The theory of relativity tells us that space and time are not what they appear to be. They’re relative, meaning that they don’t always function in the same way and they aren’t always experienced in the same way. Time can stand still.

Or can it? This side of eternity, it would seem not. Ever since the universe started with a mammoth explosion some 13.8 billion years ago the clock has been running non-stop, like a merciless meter, moving relentlessly forwards.

However, our faith suggests that time will be different in eternity, so different in fact that we cannot even imagine how it will be in heaven. As St Paul tells us in his Letter to the Corinthians: “Eye has not seen, nor ear heard, neither have entered into the heart of man, the things which God has prepared for them that love him.” How will time be experienced in heaven? As we’ve just affirmed, that cannot be imagined now.

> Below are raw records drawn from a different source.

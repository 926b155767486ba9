//! CFD engine (C2): create, revalue, and close a single position.
//!
//! Grounded on `Position`'s open/revalue shape (`libs/types/src/position.rs`)
//! and on the original `cfd_engine.py`'s non-committing `close_position`: the
//! close here only *stages* the result (`CloseResult`), it does not delete
//! anything. The caller (`trading-engine`) controls the transaction boundary
//! so the position-row removal and the portfolio update land atomically.

use calc_kernel::{margin_required, notional, pnl_pct, unrealized_pnl};
use chrono::{DateTime, Utc};
use rust_decimal::Decimal;
use types::enums::{AssetClass, PositionSide};
use types::ids::{ParticipantId, PortfolioId, Symbol};
use types::numeric::{Money, Price, Quantity};
use types::order::ExitPlan;
use types::position::Position;

/// The staged result of closing a position. The position itself is *not*
/// mutated or dropped by this function; the caller removes the row.
#[derive(Debug, Clone, Copy, PartialEq)]
pub struct CloseResult {
    pub realized_pnl: Money,
    pub realized_pnl_pct: Decimal,
    pub margin_released: Money,
}

/// Open a new position. `margin_required` is frozen here from the entry
/// notional and is never recomputed by `revalue`.
#[allow(clippy::too_many_arguments)]
pub fn open(
    portfolio_id: PortfolioId,
    participant_id: ParticipantId,
    symbol: Symbol,
    asset_class: AssetClass,
    side: PositionSide,
    quantity: Quantity,
    entry_price: Price,
    leverage: u32,
    exit_plan: Option<ExitPlan>,
    now: DateTime<Utc>,
) -> Position {
    let entry_notional = notional(quantity.as_decimal(), entry_price.as_decimal());
    let margin = margin_required(entry_notional, Decimal::from(leverage));

    Position {
        id: types::ids::PositionId::new(),
        portfolio_id,
        participant_id,
        symbol,
        asset_class,
        side,
        quantity,
        entry_price,
        current_price: entry_price,
        leverage,
        margin_required: Money::new(margin),
        notional_value: Money::new(entry_notional),
        unrealized_pnl: Money::ZERO,
        unrealized_pnl_pct: Decimal::ZERO,
        exit_plan,
        opened_at: now,
    }
}

/// Revalue a position at a new market price. `margin_required` is untouched:
/// it is locked at open time, not recomputed on every tick.
pub fn revalue(position: &mut Position, new_price: Price) {
    let upnl = unrealized_pnl(
        position.side,
        position.quantity.as_decimal(),
        position.entry_price.as_decimal(),
        new_price.as_decimal(),
    );
    let entry_notional = notional(position.quantity.as_decimal(), position.entry_price.as_decimal());

    position.current_price = new_price;
    position.notional_value = Money::new(notional(position.quantity.as_decimal(), new_price.as_decimal()));
    position.unrealized_pnl = Money::new(upnl);
    position.unrealized_pnl_pct = pnl_pct(upnl, entry_notional);
}

/// Apply a final revalue at the closing price and stage the realized result.
/// Does not remove or otherwise invalidate `position`; the caller decides
/// when the row disappears.
pub fn close(position: &mut Position, close_price: Price) -> CloseResult {
    revalue(position, close_price);
    CloseResult {
        realized_pnl: position.unrealized_pnl,
        realized_pnl_pct: position.unrealized_pnl_pct,
        margin_released: position.margin_required,
    }
}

Or can it? In a wonderful new book on the Resurrection and eternal life, Is This All There Is?, the renowned German Scripture scholar Gerhard Lohfink suggests that we can and sometimes do have an experience of time as it will be experienced in eternity. For Lohfink, we experience this whenever we’re in adoration.

For him, the highest form of prayer is adoration. But what does it mean to “adore” God and why is that the highest form of prayer? Lohfink answers: “In adoration we ask nothing more of God. When I lament before God it is usually my own suffering that is the starting point. Even when I petition God, the occasion is often my own problem. I need something from God. And even when I thank God, unfortunately I am usually thankful for something I have received. But when I adore, I let go of myself and look only to God.”

Admittedly, lament, petition and thanksgiving are high forms of prayer. An old, classical and very good definition of prayer defines it as “lifting mind and heart to God”, and what’s in our hearts virtually at all times is some form of lament, petition or thanksgiving.